Major players propose human workflow extensions to business processes spec

Enterprise software heavyweights—namely IBM, BEA, Oracle, SAP, and Adobe—are submitting a new proposal to extend the BPEL Web services business process orchestration specification to include human workflows. The proposals, to be submitted to the Web services standards body OASIS, will include an extension of the BPEL spec—named BPEL4People—which specifies the inclusion o...

By Staff August 1, 2007

Enterprise software heavyweights—namely IBM, BEA, Oracle, SAP, and Adobe—are submitting a new proposal to extend the BPEL Web services business process orchestration specification to include human workflows.

The proposals, to be submitted to the Web services standards body OASIS, will include an extension of the BPEL spec—named BPEL4People—which specifies the inclusion of a human workflow step as part of an orchestration of services. And the group proposed a companion spec, WS-HumanTask, which would actually describe the human tasks to be inserted into BPEL orchestrations.

Service orchestration is an approach to dynamically chain multiple services together as part of a larger process flow.
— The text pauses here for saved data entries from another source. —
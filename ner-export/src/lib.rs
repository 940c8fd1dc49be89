pub mod error;
pub mod utils;

pub use error::Error;
pub use utils::from_pretrained::{get_repo, FromPretrainedParameters, RepoSource};

/// A type alias for `Result<T, Error>` for the `ner-export` crate.
pub type Result<T> = std::result::Result<T, Error>;
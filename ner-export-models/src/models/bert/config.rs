use serde::{Deserialize, Serialize};

use crate::config::PretrainedConfig;

#[derive(Debug, Clone, Copy, PartialEq, Eq, Serialize, Deserialize)]
#[serde(rename_all = "lowercase")]
pub enum HiddenAct {
    Gelu,
    Relu,
}

#[derive(Debug, Clone, Copy, PartialEq, Eq, Serialize, Deserialize, Default)]
#[serde(rename_all = "lowercase")]
pub enum PositionEmbeddingType {
    #[default]
    Absolute,
}

#[derive(Debug, Clone, PartialEq, Serialize, Deserialize)]
pub struct BertConfig {
    pub vocab_size: usize,
    pub hidden_size: usize,
    pub num_hidden_layers: usize,
    pub num_attention_heads: usize,
    pub intermediate_size: usize,
    pub hidden_act: HiddenAct,
    pub max_position_embeddings: usize,
    pub type_vocab_size: usize,
    pub layer_norm_eps: f64,
    #[serde(default)]
    pub position_embedding_type: PositionEmbeddingType,
    pub model_type: Option<String>,

    #[serde(flatten, default)]
    pub pretrained_config: PretrainedConfig,
}

impl Default for BertConfig {
    fn default() -> Self {
        Self {
            vocab_size: 30522,
            hidden_size: 768,
            num_hidden_layers: 12,
            num_attention_heads: 12,
            intermediate_size: 3072,
            hidden_act: HiddenAct::Gelu,
            max_position_embeddings: 512,
            type_vocab_size: 2,
            layer_norm_eps: 1e-12,
            position_embedding_type: PositionEmbeddingType::Absolute,
            model_type: Some("bert".to_string()),
            pretrained_config: PretrainedConfig::default(),
        }
    }
}
use std::{
    collections::{HashMap, HashSet},
    fs,
    path::PathBuf,
};

use candle_core::{DType, Device, Tensor};
use candle_nn::VarBuilder;
use serde::{Deserialize, Serialize};

use ner_export::{
    get_repo,
    utils::{load_model_config, FromPretrainedParameters, MODEL_CONFIG_FILE},
    Error, RepoSource, Result,
};

use crate::utils::var_builder::CompatibilityTensorRetrievalBackend;

const MODEL_SAFETENSORS_INDEX_FILE: &str = "model.safetensors.index.json";
const MODEL_SAFETENSORS_FILE: &str = "model.safetensors";
const MODEL_PYTORCH_FILE: &str = "pytorch_model.bin";

/// An struct holding all the information required to load a model from the Hugging Face Hub or
/// a local directory.
pub struct ModelInfo {
    /// The model configuration loaded from the `config.json` file.
    config: Option<serde_json::Value>,
    /// The paths to the model weights files.
    weights_file_paths: Vec<PathBuf>,
    /// A flag indicating whether the model weights are stored in PyTorch format.
    from_pth: bool,
}

impl ModelInfo {
    /// Loads the model weights from the provided paths into a `VarBuilder`.
    ///
    /// # Arguments
    ///
    /// - `model_name` - The prefix of the tensors of the base model (e.g. `bert`).
    /// - `dtype` - The data type of the model weights.
    /// - `device` - The device on which the model weights should be loaded.
    ///
    /// # Returns
    ///
    /// A `VarBuilder` containing the model weights.
    pub fn get_var_builder(
        &self,
        model_name: &str,
        dtype: DType,
        device: &Device,
    ) -> Result<VarBuilder<'static>> {
        let backend = match self.from_pth {
            true => CompatibilityTensorRetrievalBackend::from_pth(
                &self.weights_file_paths[0],
                model_name.to_string(),
            )?,
            false => unsafe {
                CompatibilityTensorRetrievalBackend::from_mmaped_safetensors(
                    &self.weights_file_paths,
                    model_name.to_string(),
                )?
            },
        };
        Ok(VarBuilder::from_backend(
            Box::new(backend),
            dtype,
            device.clone(),
        ))
    }

    /// Reads every tensor of the weights files into memory, converting the floating point ones
    /// to `dtype`.
    ///
    /// # Arguments
    ///
    /// - `dtype` - The data type floating point tensors are converted to.
    /// - `device` - The device on which the tensors should be loaded.
    ///
    /// # Returns
    ///
    /// A map from tensor name to tensor.
    pub fn load_tensors(&self, dtype: DType, device: &Device) -> Result<HashMap<String, Tensor>> {
        let mut tensors = HashMap::new();
        for path in &self.weights_file_paths {
            let file_tensors: Vec<(String, Tensor)> = if self.from_pth {
                candle_core::pickle::read_all(path)?
            } else {
                candle_core::safetensors::load(path, device)?
                    .into_iter()
                    .collect()
            };
            for (name, tensor) in file_tensors {
                let tensor = tensor.to_device(device)?;
                let tensor = if tensor.dtype().is_float() {
                    tensor.to_dtype(dtype)?
                } else {
                    tensor
                };
                tensors.insert(name, tensor);
            }
        }
        Ok(tensors)
    }

    /// Gets a reference to the model configuration.
    pub fn get_config(&self) -> Option<&serde_json::Value> {
        self.config.as_ref()
    }

    /// Gets the model configuration or fails if the repository didn't have one.
    pub fn require_config(&self) -> Result<&serde_json::Value> {
        self.get_config().ok_or(Error::MissingModelConfig)
    }

    pub fn get_weights_file_paths(&self) -> &[PathBuf] {
        &self.weights_file_paths
    }
}

#[derive(Debug, Clone, Serialize, Deserialize)]
struct SafetensorsMetadata {
    total_size: usize,
}

/// Representation of the `model.safetensors.index.json` file which contains the metadata and
/// weight map of the model.
#[derive(Debug, Clone, Serialize, Deserialize)]
struct SafetensorsIndex {
    /// Metadata of the model.
    metadata: SafetensorsMetadata,
    /// A map of the model weights, where the key is the layer name and the value is the file path
    /// to the `safetensors` file containing the weights of that layer.
    weight_map: HashMap<String, String>,
}

impl SafetensorsIndex {
    /// Gets the sorted list of `safetensors` files required to load the model.
    fn get_safetensors_files(&self) -> Vec<String> {
        let mut files: Vec<String> = self
            .weight_map
            .values()
            .cloned()
            .collect::<HashSet<_>>()
            .into_iter()
            .collect();
        files.sort();
        files
    }
}

/// Loads the model weights from the repository. It tries to first load the weights from the
/// `model.safetensors.index.json` file (and the corresponding `safetensors` files), then from
/// the `model.safetensors` file, and finally from the `pytorch_model.bin` file.
///
/// # Arguments
///
/// * `repo` - The repository source.
///
/// # Returns
///
/// A tuple containing the paths to the model weights files and a flag indicating whether the
/// weights are stored in PyTorch format.
fn load_model_weights(repo: &RepoSource) -> Result<(Vec<PathBuf>, bool)> {
    if let Ok(model_safetensors_index_file_path) = repo.get(MODEL_SAFETENSORS_INDEX_FILE) {
        let safetensors_index = fs::read_to_string(model_safetensors_index_file_path)?;
        let safetensors_index: SafetensorsIndex = serde_json::from_str(&safetensors_index)?;
        let safetensors_files = safetensors_index
            .get_safetensors_files()
            .iter()
            .map(|file_name| repo.get(file_name))
            .collect::<Result<Vec<_>>>()?;
        return Ok((safetensors_files, false));
    }

    if let Ok(model_safetensor_file_path) = repo.get(MODEL_SAFETENSORS_FILE) {
        return Ok((vec![model_safetensor_file_path], false));
    }

    if let Ok(model_pytorch_file_path) = repo.get(MODEL_PYTORCH_FILE) {
        return Ok((vec![model_pytorch_file_path], true));
    }

    Err(Error::ModelWeightsNotFound)
}

/// Resolves the configuration and weights files required to load a model.
///
/// # Arguments
///
/// * `repo_id`: The Hugging Face Hub model repository id or a local directory.
/// * `params`: Optional parameters to specify the revision and auth token.
///
/// # Returns
///
/// A `ModelInfo` struct containing all the information required to load the model.
pub fn from_pretrained<I: AsRef<str>>(
    repo_id: I,
    params: Option<FromPretrainedParameters>,
) -> Result<ModelInfo> {
    let repo = get_repo(repo_id.as_ref(), params)?;
    tracing::debug!("Resolving model files from '{}'", repo.id());

    let config = match repo.get(MODEL_CONFIG_FILE) {
        Ok(model_config_file_path) => Some(load_model_config(model_config_file_path)?),
        Err(_) => None,
    };

    let (weights_file_paths, from_pth) = load_model_weights(&repo)?;

    Ok(ModelInfo {
        config,
        weights_file_paths,
        from_pth,
    })
}
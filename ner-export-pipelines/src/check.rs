use ner_export::Result;

use crate::classifier::TokenClassifier;
use crate::entities::argmax;

pub const DEFAULT_CHECK_TEXT: &str = "John works at Microsoft in Seattle";

/// The result of running the inference check on a sentence.
#[derive(Debug, Clone, PartialEq, Eq)]
pub struct CheckOutput {
    /// The subword tokens of the sentence, without special tokens.
    pub tokens: Vec<String>,
    /// The predicted label of every encoded position, special tokens included.
    pub labels: Vec<String>,
}

impl CheckOutput {
    /// Whether there is a label for each token. It doesn't hold as soon as the tokenizer adds
    /// special tokens around the sentence.
    pub fn is_aligned(&self) -> bool {
        self.tokens.len() == self.labels.len()
    }
}

/// Tokenizes a sentence, runs the model and maps the highest scoring class of every position to
/// its label.
#[derive(Debug, Clone)]
pub struct InferenceCheck {
    text: String,
}

impl Default for InferenceCheck {
    fn default() -> Self {
        Self::new(DEFAULT_CHECK_TEXT)
    }
}

impl InferenceCheck {
    pub fn new<S: Into<String>>(text: S) -> Self {
        Self { text: text.into() }
    }

    pub fn get_text(&self) -> &str {
        &self.text
    }

    pub fn run<C: TokenClassifier>(&self, classifier: &mut C) -> Result<CheckOutput> {
        let input = classifier.tokenize(&self.text)?;
        let logits = classifier.classify(&input)?;

        let labels = logits
            .iter()
            .map(|position| {
                argmax(position)
                    .and_then(|(idx, _)| classifier.label_of(idx))
                    .unwrap_or_default()
                    .to_string()
            })
            .collect::<Vec<_>>();

        let output = CheckOutput {
            tokens: input.subword_tokens,
            labels,
        };
        if !output.is_aligned() {
            tracing::warn!(
                "Got {} tokens but {} labels: labels include the special tokens positions",
                output.tokens.len(),
                output.labels.len()
            );
        }
        Ok(output)
    }
}

#[cfg(test)]
mod tests {
    use super::InferenceCheck;
    use crate::testing::FakeClassifier;

    #[test]
    fn test_labels_cover_special_tokens() {
        let mut classifier = FakeClassifier::new();
        let output = InferenceCheck::default().run(&mut classifier).unwrap();

        assert_eq!(
            output.tokens,
            vec!["john", "works", "at", "micro", "##soft", "in", "seattle"]
        );
        assert_eq!(
            output.labels,
            vec!["O", "B-PER", "O", "O", "B-ORG", "I-ORG", "O", "B-LOC", "O"]
        );
        assert!(!output.is_aligned());
        assert_eq!(output.labels.len() - output.tokens.len(), 2);
    }

    #[test]
    fn test_check_is_deterministic() {
        let mut classifier = FakeClassifier::new();
        let check = InferenceCheck::new("John works at Microsoft in Seattle");
        assert_eq!(
            check.run(&mut classifier).unwrap(),
            check.run(&mut classifier).unwrap()
        );
    }
}
use backtrace::Backtrace;
use hf_hub::api::sync::ApiError;
use std::fmt;

#[derive(Debug)]
pub struct WrappedError {
    pub error: Box<dyn std::error::Error + Send + Sync>,
    pub backtrace: Backtrace,
}

impl fmt::Display for WrappedError {
    fn fmt(&self, f: &mut fmt::Formatter<'_>) -> fmt::Result {
        write!(f, "{}", self.error)
    }
}

impl std::error::Error for WrappedError {
    fn source(&self) -> Option<&(dyn std::error::Error + 'static)> {
        Some(self.error.as_ref())
    }
}

// `ner-export` main error type
#[derive(thiserror::Error, Debug)]
pub enum Error {
    // -----------------------------------
    // Repository errors
    // -----------------------------------
    #[error("Repository '{0}' not found.")]
    RepositoryNotFound(String),
    #[error("File '{file}' not found in '{repo}'.")]
    FileNotFound { repo: String, file: String },

    // -----------------------------------
    // Load model errors
    // -----------------------------------
    #[error("Model weights not found in the repo.")]
    ModelWeightsNotFound,
    #[error("Model configuration is missing. Check the repository contains a `config.json` file.")]
    MissingModelConfig,
    #[error("Model type '{0}' is not supported for token classification.")]
    ModelNotImplemented(String),

    // -----------------------------------
    // Label map errors
    // -----------------------------------
    #[error("Label map is missing the label for index {index} (expected {num_labels} labels).")]
    IncompleteLabelMap { index: usize, num_labels: usize },
    #[error("Could not parse label map: {0}")]
    LabelMapParse(String),

    // -----------------------------------
    // Load tokenizer errors
    // -----------------------------------
    #[error("Tokenizer configuration is missing. Check the repository contains a `tokenizer_config.json` file.")]
    TokenizerMissingConfig,
    #[error("Tokenizer build error: {0}")]
    TokenizerBuildError(String),
    #[error("Missing the special token `{0}`.")]
    MissingSpecialToken(String),
    #[error("Missing the id of the special token `{0}`.")]
    MissingSpecialTokenId(String),
    #[error("Tokenizer encoding error: {0}.")]
    TokenizerEncodingError(String),

    // -----------------------------------
    // `forward` method errors
    // -----------------------------------
    #[error("Forward param {0} cannot be `None`.")]
    MissingForwardParam(String),

    // -----------------------------------
    // Traced model errors
    // -----------------------------------
    #[error("Traced model is missing the tensor `{0}`.")]
    MissingTracedTensor(String),
    #[error("Traced model output differs from the reference logits by {diff} (tolerance {tolerance}).")]
    TraceMismatch { diff: f32, tolerance: f32 },

    #[error("{0}")]
    Msg(String),

    // Wrapped errors from other crates
    #[error(transparent)]
    Wrapped(#[from] WrappedError),
}

impl Error {
    pub fn wrap(e: impl std::error::Error + Send + Sync + 'static) -> Self {
        Error::Wrapped(WrappedError {
            error: Box::new(e),
            backtrace: Backtrace::new(),
        })
    }

    pub fn msg<T: std::fmt::Display>(msg: T) -> Self {
        Error::Msg(msg.to_string())
    }
}

impl From<candle_core::Error> for Error {
    fn from(e: candle_core::Error) -> Self {
        Error::wrap(e)
    }
}

impl From<serde_json::Error> for Error {
    fn from(e: serde_json::Error) -> Self {
        Error::wrap(e)
    }
}

impl From<ApiError> for Error {
    fn from(e: ApiError) -> Self {
        Error::wrap(e)
    }
}

impl From<std::io::Error> for Error {
    fn from(e: std::io::Error) -> Self {
        Error::wrap(e)
    }
}

#[macro_export]
macro_rules! bail {
    ($msg:expr) => {
        return Err($crate::error::Error::msg($msg))
    };
}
The existing BPEL specification uses a series of XML headers to specify the kinds of steps that can be invoked to execute a series of Web services. The goal is to provide a way for service-oriented architecture (SOA) to support complex, sophisticated processes without having to make multiple service requests. But up until now, BPEL only supported the execution of automated steps.

“Our initial objective was to fix an obvious shortcoming in BPEL,” says Ed Cobb, VP for standards at BEA , explaining the rationale for adding human tasks and workflows to BPEL. Cobb says the group decided to submit the extensions as two separate specifications because the group wanted to make it possible to reuse common human tasks in scenarios that might not require orchestration. “We looked at how [human tasks] could fit into the rest of the world, and saw that other process engines besides BPEL could use that.”

Nonetheless, many pure-play business process management (BPM) vendors feel lukewarm at best about BPEL4People. “Critical constructs in workflow and how to deal with organizational hierarchies are kept out of the spec and left to the discretion of the implementer,” says Rob Risany, VP of product management for BPM vendor Savvion .

For instance, BPEL makes no reference to separation of duties, which are required for any processes that must comply with regulations such as Sarbanes-Oxley. “BPEL does not understand process,” says Phil Gilbert, CTO for another BPM vendor, Lombardi Software , stating that it is a programming language that business analysts cannot understand.

Backers of BPEL4People and WS-HumanTask expect to submit the proposals to OASIS in the fall.